FIGS. 18A and 18B are diagrams showing the relationship between
frequency and peak gain characteristics in a case where the mobile
telephone in which the rod antenna is applied is closed. FIG. 18A
shows the characteristics in a free space, and FIG. 18B shows the
characteristics in a case where the mobile telephone is mounted on
a human body.
FIGS. 19A and 19B are diagrams showing the relationship between
frequency and peak gain characteristics in a case where the mobile
telephone in which the rod antenna is applied is opened. FIG. 19A
shows the characteristics in a free space, and FIG. 19B shows the
characteristics in a case where the mobile telephone is mounted on
a human body.
In FIGS. 18A, 18B, 19A, and 19B, a curved line indicated by "A"

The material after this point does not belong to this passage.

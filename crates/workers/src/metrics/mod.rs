pub mod dispatch_metrics;
pub mod exposition;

shows the characteristic of horizontal polarization, and a curved
line indicated by "B" shows the characteristic of vertical
polarization.
An antenna which is used in a mobile telephone, etc. is an antenna
of a 1/4 monopole system, which is typified by the rod antenna 210
as shown in FIGS. 17A and 17B.
This antenna is an antenna which functions as an antenna by
performing resonance by using the rod antenna and the set ground
GND. In the case of the rod antenna 210, wide-band and gain are
excellent, so that there is no problem.
However, in the case of this example, as shown in FIGS. 18A, 18B,
19A, and 19B, when the mobile telephone 200 is supposed, the
antenna has an appropriate size to a resonance frequency of a UHF
band, so that it is optimum. However, since the ground GND of the
set is used as an antenna, there is also a problem in that a
characteristic is affected by a size of the ground GND of the
set.
Also, in a case where a noise of the set is large, there is a
problem in that sensitivity deteriorates due to the reception of a
self-radiated noise.
FIG. 20 is a diagram showing one example of a noise measurement
system in the case of a rod antenna system.
FIGS. 21A and 21B are diagram showing noise measurement results in
the case of the rod antenna system. FIG. 21A shows noise
measurement results at the time of power-off, and FIG. 21B shows
noise measurement results at the time of power-on.

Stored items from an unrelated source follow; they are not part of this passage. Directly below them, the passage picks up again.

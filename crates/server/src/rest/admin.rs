use axum::extract::rejection::JsonRejection;
use axum::extract::State;
use axum::Json;
use serde::{Deserialize, Serialize};

use super::alerts::json_body;
use super::error::ApiError;
use super::AppState;

#[derive(Debug, Deserialize)]
pub struct ResetRequest {
    pub identity: String,
}

#[derive(Debug, Serialize)]
pub struct ResetResponse {
    pub identity: String,
    pub buckets_removed: usize,
}

/// Drops every bucket held for one IP or user so its quota starts fresh.
pub async fn reset_rate_limit(
    State(state): State<AppState>,
    body: Result<Json<ResetRequest>, JsonRejection>,
) -> Result<Json<ResetResponse>, ApiError> {
    let req = json_body(body)?;
    let identity = req.identity.trim().to_string();
    if identity.is_empty() {
        return Err(ApiError::bad_request("identity must not be empty"));
    }
    let buckets_removed = state.admission.reset(&identity);
    Ok(Json(ResetResponse {
        identity,
        buckets_removed,
    }))
}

A noise measurement system 300 has a spectrum analyzer 310.
As shown in FIGS. 21A and 21B, in the case of the rod antenna
system, the set receives a self-radiated noise by the antenna.

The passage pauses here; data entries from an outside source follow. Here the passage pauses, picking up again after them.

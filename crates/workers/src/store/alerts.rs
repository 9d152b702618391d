use async_trait::async_trait;
use dashmap::DashMap;
use std::sync::Arc;

use riskwatch_common::model::{Alert, AlertStatus};
use riskwatch_common::repository::{
    AlertCursor, AlertRepository, Page, PageRequest, RepoError, StatusCounts,
};

#[derive(Clone, Default)]
pub struct MemoryAlertRepository {
    alerts: Arc<DashMap<String, Alert>>,
}

impl MemoryAlertRepository {
    pub fn new() -> Self {
        Self::default()
    }

    pub fn count(&self) -> usize {
        self.alerts.len()
    }
}

#[async_trait]
impl AlertRepository for MemoryAlertRepository {
    async fn save(&self, alert: &Alert) -> Result<(), RepoError> {
        self.alerts.insert(alert.id.clone(), alert.clone());
        Ok(())
    }

    async fn find_by_id(&self, id: &str) -> Result<Option<Alert>, RepoError> {
        Ok(self.alerts.get(id).map(|a| a.clone()))
    }

    async fn find_by_status(
        &self,
        status: Option<AlertStatus>,
        page: PageRequest,
    ) -> Result<Page<Alert>, RepoError> {
        let mut matching: Vec<Alert> = self
            .alerts
            .iter()
            .filter(|a| status.map_or(true, |s| a.status == s))
            .map(|a| a.value().clone())
            .collect();
        matching.sort_by(|a, b| {
            b.created_at_ms
                .cmp(&a.created_at_ms)
                .then_with(|| a.id.cmp(&b.id))
        });

        let total = matching.len() as u64;
        let items = matching
            .into_iter()
            .skip(page.offset())
            .take(page.size as usize)
            .collect();

        Ok(Page {
            items,
            page: page.page,
            size: page.size,
            total,
        })
    }

    async fn find_by_status_after(
        &self,
        status: AlertStatus,
        after: Option<&AlertCursor>,
        limit: usize,
    ) -> Result<Vec<Alert>, RepoError> {
        let mut matching: Vec<Alert> = self
            .alerts
            .iter()
            .filter(|a| a.status == status && after.map_or(true, |c| c.precedes(a)))
            .map(|a| a.value().clone())
            .collect();
        matching.sort_by(|a, b| (a.created_at_ms, &a.id).cmp(&(b.created_at_ms, &b.id)));
        matching.truncate(limit);
        Ok(matching)
    }

    async fn replace_if_version(
        &self,
        alert: &Alert,
        expected_version: u64,
    ) -> Result<bool, RepoError> {
        match self.alerts.get_mut(&alert.id) {
            Some(mut current) if current.version == expected_version => {
                *current = alert.clone();
                Ok(true)
            }
            _ => Ok(false),
        }
    }

    async fn count_by_status(&self) -> Result<StatusCounts, RepoError> {
        let mut counts = StatusCounts::default();
        for a in self.alerts.iter() {
            counts.add(a.status, 1);
        }
        Ok(counts)
    }
}
pub mod clock;
pub mod model;
pub mod repository;
pub mod retry;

If set noise measures are taken and the set ground GND is
optimized, the rod antenna is a very good antenna. However, it can
be found that the antenna is also an antenna in which measures of
the set side is necessary.
On the contrary, as an antenna in which influence of the set is
reduced as much as possible, there is a sleeve antenna.
In the case of the sleeve antenna, by keeping a power feed point P
of the antenna clear of a main body by a coaxial wire, a structure
in which a set noise source is kept away from the antenna can be
realized, so that it is possible to improve receiving performance
by the improvement of C/N.
FIG. 22 is a diagram showing one example of a noise measurement
system in the case of a sleeve antenna system.
FIGS. 23A and 23B are diagram showing noise measurement results in
the case of the sleeve antenna system. FIG. 23A shows noise
measurement results at the time of power-off, and FIG. 23B shows
noise measurement results at the time of power-on.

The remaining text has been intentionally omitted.